Dear Diary Entry #17- Today has been a crippling low point in the series of unfathomable lows
I hear acid rain, I just feel this constant and consistent pressure in my chest. Anxiety and insecurities. I set myself up for my inevitable doom but it never comes. This thread has acted as a crutch, I was told by someone recently to vocalize, and catelog my situations, feelings. This diary provides a bit of a place to seek serenity, solace and comfort. Like a little world where I can enter and be myself. My Seether palace. Today is mother's day. My mother has done more for me than I can ever muster in mere words. Was the shoulder to cry on when I would scrape a knee, through depression, and bouts with ADHD and compulsive disorders. She was there through every hospital visit, tonsil surgery. She's like a comic book hero penned by Stan Lee. No woman is as strong to me.
But I sit, the sound of rain drops trickling against the glass of my windows. In the darkness. A stomach filled of starburst flavored jelly beans. And to be honest.... I don't know what to make of my sad pitiful existence anymore. I'm 23 years old, the thought of my moms tear drops pattering against the wood of the floor is what keeps me in this world to begin with. On such a happy day, a celebratory day to bask in love with my family. I am in a locked room, I spend most days laying on the floor even though I have a bed. I feel like a man of shattered dreams. Like i'm chasing an ever elusive rabbit through a forest trying to keep up with the complexities of life. And the harder I try, the harder I fall. I just want all my dreams, their in my hands but I shake myself awake. I'm haunted by the past, memories of each breakup.

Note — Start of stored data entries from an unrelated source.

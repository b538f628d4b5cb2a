mod export;
mod scrape;
mod sink;

use std::path::PathBuf;

use clap::{CommandFactory, Parser, Subcommand, ValueEnum};
use despensa_core::{ProductErrorPolicy, Vendor};
use tracing_subscriber::EnvFilter;

#[derive(Debug, Parser)]
#[command(name = "despensa")]
#[command(about = "Grocery catalog scraper for Mercadona and Consum")]
struct Cli {
    #[command(subcommand)]
    command: Option<Commands>,
}

/// Where scraped records are written.
#[derive(Debug, Clone, Copy, PartialEq, Eq, ValueEnum)]
pub(crate) enum OutputSink {
    /// Replace the vendor's rows in the `products` table (CSV fallback on failure)
    Db,
    /// Write every record to a CSV file
    Csv,
}

#[derive(Debug, Subcommand)]
enum Commands {
    /// Walk vendor catalogs and store the flattened products
    Scrape {
        /// Restrict the scrape to one vendor (mercadona or consum)
        #[arg(long)]
        vendor: Option<Vendor>,

        /// Where to write the records
        #[arg(long, value_enum, default_value_t = OutputSink::Db)]
        output: OutputSink,

        /// Destination file for `--output csv`
        #[arg(long, default_value = "catalog.csv")]
        csv_path: PathBuf,

        /// What to do with a product that fails to normalize (abort or skip);
        /// overrides DESPENSA_PRODUCT_ERROR_POLICY
        #[arg(long)]
        on_product_error: Option<ProductErrorPolicy>,
    },
    /// Load a previously exported CSV into the products table
    ImportCsv {
        /// CSV file with one record per row and a header line
        path: PathBuf,

        /// Only import rows of this vendor
        #[arg(long)]
        vendor: Option<Vendor>,
    },
    /// Show stored product counts and a sample of rows
    Products {
        /// Restrict the listing to one vendor
        #[arg(long)]
        vendor: Option<Vendor>,

        /// Maximum number of rows to show
        #[arg(long, default_value = "20")]
        limit: i64,
    },
    /// Show recent scrape runs, or one run by id
    Runs {
        /// Show only the run with this id
        #[arg(long)]
        id: Option<i64>,

        /// Maximum number of runs to show
        #[arg(long, default_value = "20")]
        limit: i64,
    },
    Db {
        #[command(subcommand)]
        command: DbCommands,
    },
}

#[derive(Debug, Subcommand)]
enum DbCommands {
    /// Check that the database is reachable
    Ping,
    /// Apply pending migrations
    Migrate,
}

#[tokio::main]
async fn main() -> anyhow::Result<()> {
    dotenvy::dotenv().ok();
    let cli = Cli::parse();
    let config = despensa_core::load_app_config()?;
    let env_filter = EnvFilter::try_from_default_env()
        .or_else(|_| EnvFilter::try_new(config.log_level.clone()))?;
    tracing_subscriber::fmt().with_env_filter(env_filter).init();

    match cli.command {
        Some(Commands::Scrape {
            vendor,
            output,
            csv_path,
            on_product_error,
        }) => {
            let vendors = vendor.map_or_else(|| Vendor::ALL.to_vec(), |v| vec![v]);
            let policy = on_product_error.unwrap_or(config.product_error_policy);
            scrape::run_scrape(&config, &vendors, output, &csv_path, policy).await?;
        }
        Some(Commands::ImportCsv { path, vendor }) => {
            let pool = despensa_db::connect_pool_from_config(&config).await?;
            despensa_db::run_migrations(&pool).await?;
            sink::run_import_csv(&pool, &path, vendor).await?;
        }
        Some(Commands::Products { vendor, limit }) => {
            let pool = despensa_db::connect_pool_from_config(&config).await?;
            run_products(&pool, vendor, limit).await?;
        }
        Some(Commands::Runs { id, limit }) => {
            let pool = despensa_db::connect_pool_from_config(&config).await?;
            run_runs(&pool, id, limit).await?;
        }
        Some(Commands::Db { command }) => {
            let pool = despensa_db::connect_pool_from_config(&config).await?;
            match command {
                DbCommands::Ping => {
                    despensa_db::ping(&pool).await?;
                    println!("database reachable");
                }
                DbCommands::Migrate => {
                    let applied = despensa_db::run_migrations(&pool).await?;
                    println!("applied {applied} migrations");
                }
            }
        }
        None => Cli::command().print_help()?,
    }

    Ok(())
}

async fn run_products(
    pool: &sqlx::PgPool,
    vendor: Option<Vendor>,
    limit: i64,
) -> anyhow::Result<()> {
    let counts = despensa_db::count_products_by_vendor(pool).await?;
    if counts.is_empty() {
        println!("no products stored");
        return Ok(());
    }
    for count in &counts {
        println!("{:<10} {:>6} products", count.vendor, count.products);
    }

    let rows = despensa_db::list_products(pool, vendor, limit).await?;
    println!();
    for row in &rows {
        let size = match (&row.size, &row.size_format) {
            (Some(size), Some(format)) => format!("{size} {format}"),
            (Some(size), None) => size.to_string(),
            _ => "-".to_string(),
        };
        println!(
            "{:<10} {:<10} {:<48} {:>12} {:>10} {} / {}",
            row.vendor, row.external_id, row.name, size, row.price, row.category, row.subtype
        );
    }
    Ok(())
}

async fn run_runs(pool: &sqlx::PgPool, id: Option<i64>, limit: i64) -> anyhow::Result<()> {
    let runs = match id {
        Some(id) => match despensa_db::get_scrape_run(pool, id).await {
            Ok(run) => vec![run],
            Err(despensa_db::DbError::NotFound) => anyhow::bail!("no scrape run with id {id}"),
            Err(err) => return Err(err.into()),
        },
        None => despensa_db::list_scrape_runs(pool, limit).await?,
    };
    if runs.is_empty() {
        println!("no scrape runs recorded");
        return Ok(());
    }
    for run in &runs {
        println!(
            "{:>5} {:<10} {:<10} {:>7} {} {}",
            run.id,
            run.vendor,
            run.status,
            run.records_processed,
            run.created_at.format("%Y-%m-%d %H:%M:%S"),
            run.error_message.as_deref().unwrap_or("")
        );
    }
    Ok(())
}

/// Marks a scrape run failed, logging instead of propagating if that update
/// itself fails.
pub(crate) async fn fail_run_best_effort(
    pool: &sqlx::PgPool,
    run_id: i64,
    vendor: Vendor,
    message: String,
) {
    if let Err(mark_err) = despensa_db::fail_scrape_run(pool, run_id, &message).await {
        tracing::error!(
            run_id,
            %vendor,
            error = %mark_err,
            "failed to mark scrape run as failed"
        );
    }
}

#[cfg(test)]
mod tests;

The feeling of love you sense when you're in a euphoric mind state chest to chest with destiny, but then it's snatched from you like taking a toy from a toddler. I'm a slave to the soil. Today millions of people will die. They wanted a chance at life that they'll never truly get again. Children dying of lukemia. 5 years old. Stripped of that chance and here I am, Healthy, hundreds of luxuries and even a girlfriend. And I have selfish thoughts. I think of myself lower than that of mud, trash, toxic sludge under a plumbers boot in a septic tank far below the depths of hell. Irradiating pain. I pay people 10 dollars for facebook likes. I am that pathetically invested in an alter persona that I have some sort of depressing intanglement with it. I value my entire life's worth on the consistency and quality of posts.
If god were to come down now, shatter the earth in half, crash us with the holy water until we drown in the blood of jesus. I just hope that my alleigence with the other side may come soon, and if I were to perish, may the wound help my mother be blessed for many eternity. I suffer so much, and every day that glass mirror gets tougher to watch. I am infactuated with death, I just feel like life is one big series of obstacles set to knock you down. And just when you think you've figured it out, like a rubik's cube it twists and foils your plans and knocks you to the ground in a beaten mess. What is Love without Hate. 2 4 letter words. Antonyms of one another. But damn.... You can't have a ship, a ship sinks. I have abondoment issues. And any of you here who are angered by the previous posts I have made. I apologize
I am foiled. I am a spoiled, entitled brat who can't ponder the thought of not being adequate enough for people i've never met so I shut aside the people who actually love me. I have been strong this far, but I feel my grip loosening. Because what's happiness without the people you love? What marraige or life without a family to cheer you on at the alter. I'm not sure what's about to happen next. But I ask for strength and guidance from a higher power. Not god. But spirtual energies. Encompass me, electrically, statically. Save me.